A switch from eager to lazy allocation of some data structure is usually easy 
to implement. Let’s take a quick look at the source 
code<https://fossies.org/linux/www/lucene-10.3.2-src.tgz/lucene-10.3.2/lucene/backward-codecs/src/java/org/apache/lucene/backward_codecs/lucene90/blocktree/SegmentTermsEnumFrame.java>.
 The suffixBytes array usage has the following pattern:

// Eager construction with hardcoded size
byte[] suffixBytes = new byte[128];

…  // Fast forward to the loadBlock() method
…
if (suffixBytes.length < numSuffixBytes) {
  // If we need to read more than 128 bytes, increase the array…
  // … or more precisely, throw away the old array and allocate another one
  suffixBytes = new byte[ArrayUtil.oversize(numSuffixBytes, 1)];
}

From this code, it’s clear that two negative things can happen:

  1.
suffixBytes may not be used at all (the loadBlock() method may not be called or 
may return early). The memory used by the array will be completely wasted
  2.
If numSuffixBytes happens to be greater than 128, the current eagerly allocated 
array will be discarded. The memory used by it will be wasted.

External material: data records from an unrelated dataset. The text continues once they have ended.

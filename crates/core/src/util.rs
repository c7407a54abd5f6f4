use url::Url;

pub trait UrlExt {
    /// Replace (or append) a query parameter. `None` removes it.
    fn query_param(&self, key: &str, value: Option<&str>) -> Url;
}

impl UrlExt for Url {
    #[inline]
    fn query_param(&self, key: &str, value: Option<&str>) -> Url {
        let mut out = self.clone();
        let mut pairs = out.query_pairs_mut();
        pairs.clear();
        let mut updated = false;
        for (k, v) in self.query_pairs() {
            if k == key {
                if let Some(value) = value {
                    pairs.append_pair(&k, value);
                }
                updated = true;
            } else if v.is_empty() {
                pairs.append_key_only(&k);
            } else {
                pairs.append_pair(&k, &v);
            }
        }
        if !updated && let Some(value) = value {
            pairs.append_pair(key, value);
        }
        drop(pairs);
        if out.query() == Some("") {
            out.set_query(None);
        }
        out
    }
}

#[cfg(test)]
mod tests {
    use super::*;

    #[test]
    fn query_param() {
        let base = Url::parse("https://example.com/buildlogs?stage=prod&key=old").unwrap();
        assert_eq!(
            base.query_param("key", Some("a/b c.log")).as_str(),
            "https://example.com/buildlogs?stage=prod&key=a%2Fb+c.log"
        );
        assert_eq!(
            base.query_param("key", None).as_str(),
            "https://example.com/buildlogs?stage=prod"
        );
        let bare = Url::parse("https://example.com/buildlogs").unwrap();
        assert_eq!(bare.query_param("key", None).as_str(), "https://example.com/buildlogs");
    }
}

And as our heap dump illustrates, these things likely happen very often. To 
address this problem, it would be sufficient to change the code as follows:

// Avoid eager construction
byte[] suffixBytes;
…
if (suffixByte == null || suffixBytes.length < numSuffixBytes) {
  // If we need to read more than 128 bytes, increase the array…
  // … or more precisely, throw away the old array and allocate another one
  suffixBytes = new byte[ArrayUtil.oversize(numSuffixBytes, 1)];
}

Note that reducing memory allocation rate results primarily in reduction of CPU 
usage and/or improved latency. That’s because each object allocation requires 
work from the JVM - updating pointers and setting all object bytes to zero. And 
then GCing these objects is also CPU-intensive, and results in pausing app 
threads, which affects latency. However, once memory allocation rate is 
reduced, it may be possible to also reduce the JVM heap memory. So the ultimate 
win is going to be in both CPU and memory.

Please let us know how we can proceed with this. The proposed change is 
trivial, and thus maybe it can be done quickly by some established Lucene 
contributor. If not, I guess I can make it myself and then hope that it goes 
through review and release in reasonable time.